Eu não sei como é a vida sem a escola. Eu não lembro o que existia antes do jardim de infância. Eu só sei quem eu sou a partir de como eu vivenciei os dias desde os meus quatro anos de idade e os meus dias, invariavelmente, giravam ao redor destas paredes amareladas e do cheiro de merenda e das letras e números e livros e canetas e mochilas e estojos e quadros e aulas e óculos e classes e de vez em quando computadores e provas. Até mesmo quando eu não estava na escola, a escola estava em mim. Eu era o tipo de criança que brincava de dar aulinhas para os primos; nos dias que eu tinha que faltar aula porque estava doente, eu ficava em casa fazendo exercícios de outros livros didáticos; até mesmo meus brinquedos eram brinquedos estudiosos: todos os ursinhos de pelúcia tiravam ótimas notas nas provas de matemática. Quando eu visitava a casa das minhas primas mais velhas - aquelas que já estavam se preparando para o vestibular e cursando cadeiras na faculdade - eu poderia passar horas manuseando seus cadernos e lapiseiras. Passar os dedos por aquelas páginas atiçava dentro de mim um universo de curiosidade e compreensão capaz de prender a minha atenção durante todo o jantar. 
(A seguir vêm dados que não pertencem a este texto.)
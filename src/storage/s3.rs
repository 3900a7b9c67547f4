// pgvault/src/storage/s3.rs
use async_trait::async_trait;
use aws_sdk_s3 as s3;
use bytes::Bytes;
use chrono::{DateTime, Utc};
use s3::config::http::HttpResponse;
use s3::config::{BehaviorVersion, Credentials, Region};
use s3::error::{DisplayErrorContext, SdkError};
use s3::primitives::ByteStream;
use tracing::{debug, info};

use super::{ObjectReader, ObjectTags, StorageClient, StorageError, StorageObject, StorageResult};
use crate::config::S3Config;

/// Adapter for AWS S3 and S3-compatible stores (MinIO, DigitalOcean Spaces, ...).
pub struct S3Storage {
    client: s3::Client,
    bucket: String,
}

impl S3Storage {
    /// Static keys when configured, otherwise the default AWS credential chain
    /// (environment, profile, web identity, instance metadata).
    pub async fn connect(config: &S3Config) -> StorageResult<Self> {
        let mut loader = aws_config::defaults(BehaviorVersion::latest())
            .region(Region::new(config.region.clone()));

        if let Some(endpoint) = &config.endpoint {
            loader = loader.endpoint_url(endpoint);
        }

        match (&config.access_key_id, &config.secret_access_key) {
            (Some(access_key_id), Some(secret_access_key)) => {
                loader = loader.credentials_provider(Credentials::new(
                    access_key_id,
                    secret_access_key,
                    None,
                    None,
                    "Static",
                ));
            }
            _ => debug!("no static S3 keys configured, using the ambient credential chain"),
        }

        let sdk_config = loader.load().await;
        // Custom endpoints are almost always S3-compatible stores that need path-style URLs.
        let s3_config = s3::config::Builder::from(&sdk_config)
            .force_path_style(config.endpoint.is_some())
            .build();

        info!(
            bucket = %config.bucket,
            region = %config.region,
            endpoint = config.endpoint.as_deref().unwrap_or("aws"),
            "S3 storage client configured"
        );

        Ok(Self {
            client: s3::Client::from_conf(s3_config),
            bucket: config.bucket.clone(),
        })
    }
}

/// Encodes tags as the URL query string expected by `x-amz-tagging`.
pub(crate) fn tagging_query(tags: &ObjectTags) -> String {
    url::form_urlencoded::Serializer::new(String::new())
        .extend_pairs(tags.pairs())
        .finish()
}

fn describe<E>(err: &SdkError<E, HttpResponse>) -> String
where
    E: std::error::Error + Send + Sync + 'static,
{
    match err.raw_response() {
        Some(response) => format!(
            "{} (status {})",
            DisplayErrorContext(err),
            response.status().as_u16()
        ),
        None => DisplayErrorContext(err).to_string(),
    }
}

fn status_of<E>(err: &SdkError<E, HttpResponse>) -> Option<u16> {
    err.raw_response().map(|response| response.status().as_u16())
}

pub(crate) fn to_utc(value: &s3::primitives::DateTime) -> Option<DateTime<Utc>> {
    DateTime::<Utc>::from_timestamp(value.secs(), value.subsec_nanos())
}

#[async_trait]
impl StorageClient for S3Storage {
    fn provider(&self) -> &'static str {
        "s3"
    }

    async fn put_object(
        &self,
        key: &str,
        data: Bytes,
        tags: Option<&ObjectTags>,
    ) -> StorageResult<()> {
        let size = data.len();
        let mut request = self
            .client
            .put_object()
            .bucket(&self.bucket)
            .key(key)
            .body(ByteStream::from(data));
        if let Some(tags) = tags {
            request = request.tagging(tagging_query(tags));
        }

        request
            .send()
            .await
            .map_err(|e| StorageError::transport("put_object", key, describe(&e)))?;

        info!(bucket = %self.bucket, key, size, tagged = tags.is_some(), "uploaded object to S3");
        Ok(())
    }

    async fn download(&self, key: &str) -> StorageResult<ObjectReader> {
        let output = self
            .client
            .get_object()
            .bucket(&self.bucket)
            .key(key)
            .send()
            .await
            .map_err(|e| {
                let missing = e.as_service_error().is_some_and(|se| se.is_no_such_key())
                    || status_of(&e) == Some(404);
                if missing {
                    StorageError::NotFound { key: key.to_string() }
                } else {
                    StorageError::transport("get_object", key, describe(&e))
                }
            })?;

        debug!(bucket = %self.bucket, key, size = ?output.content_length(), "downloading object from S3");
        Ok(Box::pin(output.body.into_async_read()))
    }

    async fn exists(&self, key: &str) -> StorageResult<bool> {
        match self
            .client
            .head_object()
            .bucket(&self.bucket)
            .key(key)
            .send()
            .await
        {
            Ok(_) => Ok(true),
            Err(e)
                if e.as_service_error().is_some_and(|se| se.is_not_found())
                    || status_of(&e) == Some(404) =>
            {
                Ok(false)
            }
            Err(e) => Err(StorageError::transport("head_object", key, describe(&e))),
        }
    }

    async fn delete(&self, key: &str) -> StorageResult<()> {
        self.client
            .delete_object()
            .bucket(&self.bucket)
            .key(key)
            .send()
            .await
            .map_err(|e| StorageError::transport("delete_object", key, describe(&e)))?;
        debug!(bucket = %self.bucket, key, "deleted object from S3");
        Ok(())
    }

    async fn list(&self, prefix: &str) -> StorageResult<Vec<StorageObject>> {
        let mut request = self.client.list_objects_v2().bucket(&self.bucket);
        if !prefix.is_empty() {
            request = request.prefix(prefix);
        }

        let mut pages = request.into_paginator().send();
        let mut objects = Vec::new();
        while let Some(page) = pages.next().await {
            let page =
                page.map_err(|e| StorageError::transport("list_objects_v2", prefix, describe(&e)))?;
            for object in page.contents() {
                let Some(key) = object.key() else { continue };
                objects.push(StorageObject {
                    key: key.to_string(),
                    size: object.size().unwrap_or_default().max(0) as u64,
                    last_modified: object.last_modified().and_then(to_utc),
                });
            }
        }

        debug!(bucket = %self.bucket, prefix, count = objects.len(), "listed S3 objects");
        Ok(objects)
    }
}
O que essa relação de pertencimento ao universo escolar significou na constituição da minha personalidade? O que esta afeição pela escola diz sobre mim mesma? Por muito tempo, a resposta para estes questionamentos era simples, simplista e curta: eu era uma CDF. A despeito da conotação pejorativa que alguns colegas atribuíam ao termo, eu era uma CDF muito orgulhosa de ser CDF. Eu era responsável, organizada, inteligente, dedicada, estudiosa. Eu só tirava as maiores notas. Eu era tudo aquilo que o sistema escolar queria que eu fosse. Eu não gostava de barulho em sala de aula, eu achava que meus colegas eram preguiçosos e desrespeitosos. Eu sonhava com o dia em que seria possível ter uma aula do início ao fim sem a professora ser interrompida por crianças alopradas, descontroladas e seus berros que ecoavam entre as quatro paredes e dentro do meu cérebro. Eu também não gostava muito de educação física, ou de esportes em geral. Mas eu também não era muito boa neles. O que será que veio primeiro? Talvez eu não fosse muito boa em esportes justamente porque eu não gostava deles, ainda que eu acredite que minha falta de coordenação motora e os quatro graus de miopia tenham contribuído para que a ginástica e eu crescêssemos distanciadas uma da outra.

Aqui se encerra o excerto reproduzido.